わたくしは顔を引き攣らせながら、必死に脳内の声を無視した。


わたくしもおっさんの声がなければ、きっと英雄の遺物に感嘆の声をあげていたに違いない。


カミーユ様は隣のケースにササッと移動し、さらに興奮した声を上げる。


「こっちはもっと凄い!魔王軍の幹部が放った禁忌の極大魔法を、弾き返したと言われる伝説の盾だ!見てよ、この丸くて平らな独特の形状を。そしてこの歪みが激戦を物語っているんだ」


フェリックス様も「おお……これがあの伝説の……!歴史の授業で習った実物をこの目で見られるとは!」と感嘆の声を漏らしている。


『だから違うって!それはただの大鍋の蓋だ!野営の時にシチューを作ってて、吹きこぼれないように重石を乗せてたからそんな形に歪んだだけだ!さっきから何を展示してるんだここは!』


おっさんの激しいツッコミが脳内に響き渡る。


「私には、ただの串と鍋の蓋にしか見えませんわ」


クララの審美眼はどうやら正確なようだ。
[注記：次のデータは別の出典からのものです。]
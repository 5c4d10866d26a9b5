// Report generation from rating results

use chrono::{DateTime, Local};
use std::collections::BTreeMap;
use std::fs::File;
use std::io::{self, Write};
use std::path::{Path, PathBuf};
use thiserror::Error;
use vaultprivacy_lookup::{Grade, RatingRecord};

#[derive(Error, Debug)]
pub enum ReportError {
    #[error("IO error: {0}")]
    Io(#[from] io::Error),

    #[error("CSV error: {0}")]
    Csv(#[from] csv::Error),

    #[error("Report is not valid UTF-8: {0}")]
    Encoding(#[from] std::string::FromUtf8Error),
}

pub const CSV_HEADER: [&str; 5] = ["service", "domain", "grade", "service_id", "status"];

#[derive(Debug, Clone, Copy, PartialEq, Eq)]
pub enum ReportFormat {
    Csv,
    Markdown,
}

impl ReportFormat {
    /// Formats to write given the `--csv-only` / `--markdown-only` flags.
    pub fn selected(csv_only: bool, markdown_only: bool) -> Vec<Self> {
        let mut formats = Vec::new();
        if !markdown_only {
            formats.push(ReportFormat::Csv);
        }
        if !csv_only {
            formats.push(ReportFormat::Markdown);
        }
        formats
    }

    /// File name for a report about the vault file named `stem`.
    pub fn file_name(&self, stem: &str) -> String {
        match self {
            ReportFormat::Csv => format!("vault_privacy_analysis_{}.csv", stem),
            ReportFormat::Markdown => format!("vault_privacy_summary_{}.md", stem),
        }
    }

    pub fn output_path(&self, output_dir: &Path, vault_path: &Path) -> PathBuf {
        let stem = vault_path
            .file_stem()
            .map(|s| s.to_string_lossy().into_owned())
            .unwrap_or_else(|| "vault".to_string());
        output_dir.join(self.file_name(&stem))
    }
}

/// Counts shared by the Markdown report and the console summary.
#[derive(Debug, Clone, PartialEq)]
pub struct ReportSummary {
    pub total: usize,
    pub found: usize,
    pub unknown: usize,
    pub grade_counts: BTreeMap<Grade, usize>,
}

impl ReportSummary {
    pub fn from_records(records: &[RatingRecord]) -> Self {
        let mut grade_counts = BTreeMap::new();
        for record in records {
            *grade_counts.entry(record.grade).or_insert(0) += 1;
        }
        let unknown = grade_counts.get(&Grade::Unknown).copied().unwrap_or(0);

        Self {
            total: records.len(),
            found: records.len() - unknown,
            unknown,
            grade_counts,
        }
    }

    pub fn count(&self, grade: Grade) -> usize {
        self.grade_counts.get(&grade).copied().unwrap_or(0)
    }

    /// Share of all records, 0.0 when there are none.
    pub fn percentage(&self, count: usize) -> f64 {
        if self.total == 0 {
            0.0
        } else {
            count as f64 / self.total as f64 * 100.0
        }
    }
}

/// All records ordered by grade (A first, Unknown last), then by name.
pub fn sorted_by_grade(records: &[RatingRecord]) -> Vec<&RatingRecord> {
    let mut sorted: Vec<&RatingRecord> = records.iter().collect();
    sorted.sort_by(|a, b| {
        a.grade
            .rank()
            .cmp(&b.grade.rank())
            .then_with(|| a.name.cmp(&b.name))
    });
    sorted
}

/// D and E graded records, E first, otherwise in input order.
pub fn risky_services(records: &[RatingRecord]) -> Vec<&RatingRecord> {
    let mut risky: Vec<&RatingRecord> = records.iter().filter(|r| r.grade.is_risky()).collect();
    risky.sort_by_key(|r| if r.grade == Grade::E { 0 } else { 1 });
    risky
}

fn service_id_cell(record: &RatingRecord) -> String {
    record
        .service_id
        .map(|id| id.to_string())
        .unwrap_or_default()
}

pub fn write_csv_report<W: Write>(records: &[RatingRecord], writer: W) -> Result<(), ReportError> {
    let mut writer = csv::Writer::from_writer(writer);
    writer.write_record(CSV_HEADER)?;

    for record in records {
        writer.write_record([
            record.name.as_str(),
            record.domain.as_str(),
            record.grade.as_str(),
            service_id_cell(record).as_str(),
            record.status(),
        ])?;
    }

    writer.flush()?;
    Ok(())
}

pub fn generate_csv_report(records: &[RatingRecord]) -> Result<String, ReportError> {
    let mut buffer = Vec::new();
    write_csv_report(records, &mut buffer)?;
    Ok(String::from_utf8(buffer)?)
}

fn grade_description(grade: Grade) -> &'static str {
    match grade {
        Grade::A => "Excellent privacy practices",
        Grade::B => "Good privacy practices",
        Grade::C => "Average privacy practices",
        Grade::D => "Poor privacy practices",
        Grade::E => "Very poor privacy practices",
        Grade::Unknown => "No rating available",
    }
}

pub fn generate_markdown_report(records: &[RatingRecord], generated_at: &DateTime<Local>) -> String {
    let summary = ReportSummary::from_records(records);
    let mut report = String::new();

    report.push_str("# VaultPrivacy Analysis Report\n\n");
    report.push_str(&format!(
        "**Generated:** {}  \n",
        generated_at.format("%Y-%m-%d %H:%M:%S")
    ));
    report.push_str(&format!("**Total Services Analyzed:** {}  \n", summary.total));
    report.push_str(&format!("**Services Found in ToS;DR:** {}  \n", summary.found));
    report.push_str(&format!("**Unknown Services:** {}  \n\n", summary.unknown));
    report.push_str("---\n\n");

    report.push_str("## Overview\n\n");
    report.push_str(
        "This report analyzes the privacy practices of services found in your password vault \
         using data from [ToS;DR](https://tosdr.org/) (Terms of Service; Didn't Read). Each \
         service is assigned a privacy grade from A (excellent) to E (very poor).\n\n",
    );
    report.push_str("### Privacy Grade Scale\n\n");
    report.push_str("| Grade | Description |\n");
    report.push_str("|-------|-------------|\n");
    for grade in Grade::ALL {
        report.push_str(&format!("| {} | {} |\n", grade, grade_description(grade)));
    }
    report.push_str("\n---\n\n");

    report.push_str("## Executive Summary\n\n");
    report.push_str(&format!("- **Total Services:** {}\n", summary.total));
    report.push_str(&format!(
        "- **Rated Services:** {} ({:.1}%)\n",
        summary.found,
        summary.percentage(summary.found)
    ));
    report.push_str(&format!(
        "- **Unknown Services:** {} ({:.1}%)\n\n",
        summary.unknown,
        summary.percentage(summary.unknown)
    ));

    report.push_str("### Key Findings\n\n");
    for grade in [Grade::E, Grade::D, Grade::A, Grade::B] {
        let count = summary.count(grade);
        if count > 0 {
            report.push_str(&format!(
                "- **{} services** have {} (Grade {})\n",
                count,
                grade_description(grade).to_lowercase(),
                grade
            ));
        }
    }
    report.push_str("\n---\n\n");

    report.push_str("## Grade Distribution\n\n");
    report.push_str("| Grade | Count | Percentage |\n");
    report.push_str("|-------|-------|------------|\n");
    for (grade, count) in &summary.grade_counts {
        report.push_str(&format!(
            "| {} | {} | {:.1}% |\n",
            grade,
            count,
            summary.percentage(*count)
        ));
    }
    report.push('\n');

    let risky = risky_services(records);
    if !risky.is_empty() {
        report.push_str("## Services with Poor Privacy Practices\n\n");
        report.push_str("| Service | Domain | Grade | ToS;DR ID |\n");
        report.push_str("|---------|--------|-------|-----------|\n");
        for record in risky {
            report.push_str(&format!(
                "| {} | {} | {} | {} |\n",
                escape_cell(&record.name),
                record.domain,
                record.grade,
                service_id_cell(record)
            ));
        }
        report.push('\n');
    }

    report.push_str("## Complete Service Analysis\n\n");
    report.push_str("| Service | Domain | Grade | ToS;DR ID | Status |\n");
    report.push_str("|---------|--------|-------|-----------|--------|\n");
    for record in sorted_by_grade(records) {
        report.push_str(&format!(
            "| {} | {} | {} | {} | {} |\n",
            escape_cell(&record.name),
            record.domain,
            record.grade,
            service_id_cell(record),
            record.status()
        ));
    }
    report.push('\n');

    report.push_str(MARKDOWN_FOOTER);
    report.push_str(&format!(
        "\n*Generated by VaultPrivacy v{}*\n",
        env!("CARGO_PKG_VERSION")
    ));

    report
}

const MARKDOWN_FOOTER: &str = "---

## About This Report

This report was generated by **VaultPrivacy**, a tool for analyzing privacy risks in your password manager vault.

### Data Sources

- **ToS;DR (Terms of Service; Didn't Read)**: https://tosdr.org/
- **Privacy Ratings**: Based on community-reviewed analysis of terms of service

### Recommendations

1. **Review Poor-Rated Services**: Consider alternatives for services with grades D or E
2. **Investigate Unknown Services**: Research privacy practices for services without ToS;DR data
3. **Regular Audits**: Re-run this analysis periodically as services update their policies
4. **Privacy Settings**: Review and adjust privacy settings for all services

### Disclaimer

This analysis is based on publicly available information and community reviews. Privacy practices can change over time, and this tool should not be the sole basis for privacy decisions.

---
";

// Service names come from a third party; keep them from breaking the table.
fn escape_cell(text: &str) -> String {
    text.replace('|', "\\|").replace('\n', " ")
}

pub fn save_report(content: &str, path: &Path) -> io::Result<()> {
    let mut file = File::create(path)?;
    file.write_all(content.as_bytes())?;
    Ok(())
}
しかし後世の歴史学者たちの捏造力と想像力には、ある意味で感服するしかない。


ガラクタ……もとい、素晴らしい遺物の数々を見て回る間、カミーユ様の口からは「ローラン様」という言葉ばかりが飛び出していた。


「ローラン様の遺物はどれも美しいね」


「ここにある武具からローラン様の息遣いを感じるよ」


「ああ、ローラン様!もしタイムスリップできるなら、あなたと共に戦いたかった!」


……。


わたくし、先程からずっとカミーユ様の隣を歩いているのに、カミーユ様の視線はガラスケースの中の遺物ばかり。


わたくしの今日のドレス、いつもより少し背伸びして大人っぽいエンジ色のフリルを選んだのに、全然気づいてくださらない。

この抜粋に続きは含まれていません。